## [TASK INPUT]
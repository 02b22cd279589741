//! Anchor resolution against the rendered text
//!
//! An anchor is matched by a bounded prefix inside a single text run. The
//! first occurrence in document order wins; there is no scoring between
//! candidates. A miss is an ordinary outcome, never an error.

use serde::Serialize;

use crate::config::AnchorConfig;
use crate::html::RenderedText;

/// Where an anchor landed
#[derive(Debug, Clone, Copy, PartialEq, Eq, Serialize)]
pub struct AnchorMatch {
    /// Run index in document order
    pub run: usize,
    /// Byte offset of the match inside the run
    pub start: usize,
    /// Byte offset where the marker ends, clamped to the run
    pub end: usize,
}

/// Outcome of resolving one anchor
#[derive(Debug, Clone, Copy, PartialEq, Eq, Serialize)]
#[serde(tag = "status", rename_all = "lowercase")]
pub enum Resolution {
    Found(AnchorMatch),
    NotFound,
}

impl Resolution {
    pub fn found(&self) -> Option<&AnchorMatch> {
        match self {
            Resolution::Found(m) => Some(m),
            Resolution::NotFound => None,
        }
    }

    pub fn is_found(&self) -> bool {
        matches!(self, Resolution::Found(_))
    }
}

/// Locates anchors by their leading UTF-16 code units
#[derive(Debug, Clone, Copy)]
pub struct AnchorResolver {
    prefix_units: usize,
}

impl AnchorResolver {
    pub fn new(prefix_units: usize) -> Self {
        Self { prefix_units }
    }

    /// Resolver for persistent markers
    pub fn persistent(config: &AnchorConfig) -> Self {
        Self::new(config.prefix_units)
    }

    /// Resolver for hover previews
    pub fn preview(config: &AnchorConfig) -> Self {
        Self::new(config.preview_prefix_units)
    }

    pub fn prefix_units(&self) -> usize {
        self.prefix_units
    }

    /// Find the first run containing the anchor's prefix
    pub fn resolve(&self, anchor: &str, rendered: &RenderedText) -> Resolution {
        if anchor.trim().is_empty() {
            return Resolution::NotFound;
        }

        let needle = utf16_prefix(anchor, self.prefix_units);
        if needle.is_empty() {
            return Resolution::NotFound;
        }

        for run in rendered.runs() {
            if let Some(start) = run.text.find(needle) {
                let end = floor_char_boundary(&run.text, start + anchor.len());
                tracing::debug!(
                    "Anchor resolved in run {} at {}..{}",
                    run.index,
                    start,
                    end
                );
                return Resolution::Found(AnchorMatch {
                    run: run.index,
                    start,
                    end,
                });
            }
        }

        tracing::debug!("Anchor not found: {:?}", utf16_prefix(anchor, 30));
        Resolution::NotFound
    }
}

impl Default for AnchorResolver {
    fn default() -> Self {
        Self::persistent(&AnchorConfig::default())
    }
}

/// Longest prefix of `text` spanning at most `units` UTF-16 code units.
///
/// A character that would straddle the limit is left out rather than split.
pub fn utf16_prefix(text: &str, units: usize) -> &str {
    let mut used = 0;
    for (offset, ch) in text.char_indices() {
        used += ch.len_utf16();
        if used > units {
            return &text[..offset];
        }
    }
    text
}

/// Length of `text` in UTF-16 code units
pub fn utf16_len(text: &str) -> usize {
    text.chars().map(char::len_utf16).sum()
}

/// Clamp `index` to `text` and move it back onto a character boundary
fn floor_char_boundary(text: &str, index: usize) -> usize {
    let mut index = index.min(text.len());
    while !text.is_char_boundary(index) {
        index -= 1;
    }
    index
}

## [ABOUT THIS EXERCISE]
Scan the material above for the string "document", returning each line that contains it.

## [RESPONSE AREA]
//! first occurrence in document order wins; there is no scoring between
    /// Run index in document order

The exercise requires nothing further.